Imaging studies by 3D contrast-enhanced thoracic computed tomography (CT-scan) and transesophageal echocardiography (TEE) revealed ascending aortic dissection towards the aortic arch, which was extending in the proximal descending aorta.
We practiced emergency median sternotomy and established cardiopulmonary bypass (CBP) between the right atrium and the right femoral artery with successive cross-clamping of the ascending and descending aorta below the origin of the left subclavian artery (LSA).
In normothermic condition without circulatory arrest and with antegrade cerebral perfusion, we replaced the ascending aorta and aortic arch with a four branched Dacron graft.

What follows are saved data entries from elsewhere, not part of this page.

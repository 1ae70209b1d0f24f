pub mod attach;
pub mod exec;
pub mod expiry;
pub mod files;
pub mod group;
pub mod inventory;
pub mod template;

use colored::Colorize;
use fleetlab_backend::{Node, NodeState};
use serde::Serialize;

pub fn print_json<T: Serialize + ?Sized>(value: &T) -> anyhow::Result<()> {
    println!("{}", serde_json::to_string_pretty(value)?);
    Ok(())
}

/// Node table shared by inventory and group listings
pub fn print_nodes(nodes: &[Node]) {
    if nodes.is_empty() {
        println!("{}", "none".dimmed());
        return;
    }

    println!(
        "{}",
        format!(
            "{:<24} {:<5} {:<13} {:<16} {:<16} {:<22} {:<12} {:<24}",
            "GROUP", "NODE", "STATE", "PUBLIC IP", "PRIVATE IP", "TEMPLATE", "OWNER", "EXPIRES"
        )
        .bold()
    );
    println!("{}", "─".repeat(138).dimmed());

    for node in nodes {
        let state = node.state.to_string();
        let state = match node.state {
            NodeState::Running => state.green(),
            NodeState::Stopped => state.yellow(),
            NodeState::Provisioning => state.blue(),
            NodeState::Terminated => state.red(),
        };
        let template = format!(
            "{}:{}/{}",
            node.distribution,
            node.distro_version,
            node.aerospike_version
                .as_deref()
                .or(node.client_type.as_deref())
                .unwrap_or("-")
        );
        println!(
            "{:<24} {:<5} {:<13} {:<16} {:<16} {:<22} {:<12} {:<24}",
            node.group.as_str().cyan(),
            node.node_no,
            state,
            node.public_ip.as_deref().unwrap_or("-"),
            node.private_ip.as_deref().unwrap_or("-"),
            template,
            node.owner,
            node.expires.to_string().dimmed()
        );
    }
}

pub fn print_done(message: impl AsRef<str>) {
    println!("{}", format!("✓ {}", message.as_ref()).green().bold());
}
//! Docker backend for fleetlab
//!
//! Runs every node as a long-lived container on one Docker engine.
//!
//! - Groups and nodes are containers named `fleetlab-<group>_<node>`
//!   (clients: `fleetlab_c-<group>_<node>`) and carry the fleetlab tag set
//!   as container labels
//! - Templates are committed images `fleetlab-<distro>_<version>_<arch>:<tag>`
//! - Firewalls map to Docker networks, volumes to Docker volumes
//! - Labels cannot change after creation, so relabeling and expiry updates
//!   are unsupported; expired containers are removed by `fleetlab expiry run`

pub mod archive;
pub mod backend;
pub mod converter;
pub mod error;
pub mod exec;
pub mod naming;

pub use backend::DockerBackend;
pub use error::{DockerError, Result};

Patient evolution was uneventful, and he was discharged, after fourteen days from the hospital.
At a one-year follow-up, 3D CT-scan showed no residual dissection with a well-circulated lumen of the supra-aortic arteries.
Using the described surgical approach, CPB was not interrupted, the brain was protected, and hypothermia was no used.
This approach made these surgical procedures shorter, and known complications of hypothermia and circulatory arrest are avoided.
Acute aortic dissection aortic type A, total arch replacement, normothermia.